[Stored data]
::::::

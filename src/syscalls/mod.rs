/*!
 * Syscalls Module
 * Guest kernel system call emulation
 */

mod context;
mod fd;
mod fs;
mod handler;
pub mod numbers;
mod process;
mod scheduler;
mod signal;
pub mod types;

// Re-export public API
pub use context::SyscallContext;
pub use handler::SyscallHandler;
pub use numbers::Sysno;
pub use types::{SyscallError, SyscallResult};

::::::

Reply with the number of lines above in which the word "context" appears, and with nothing else.

Result — 2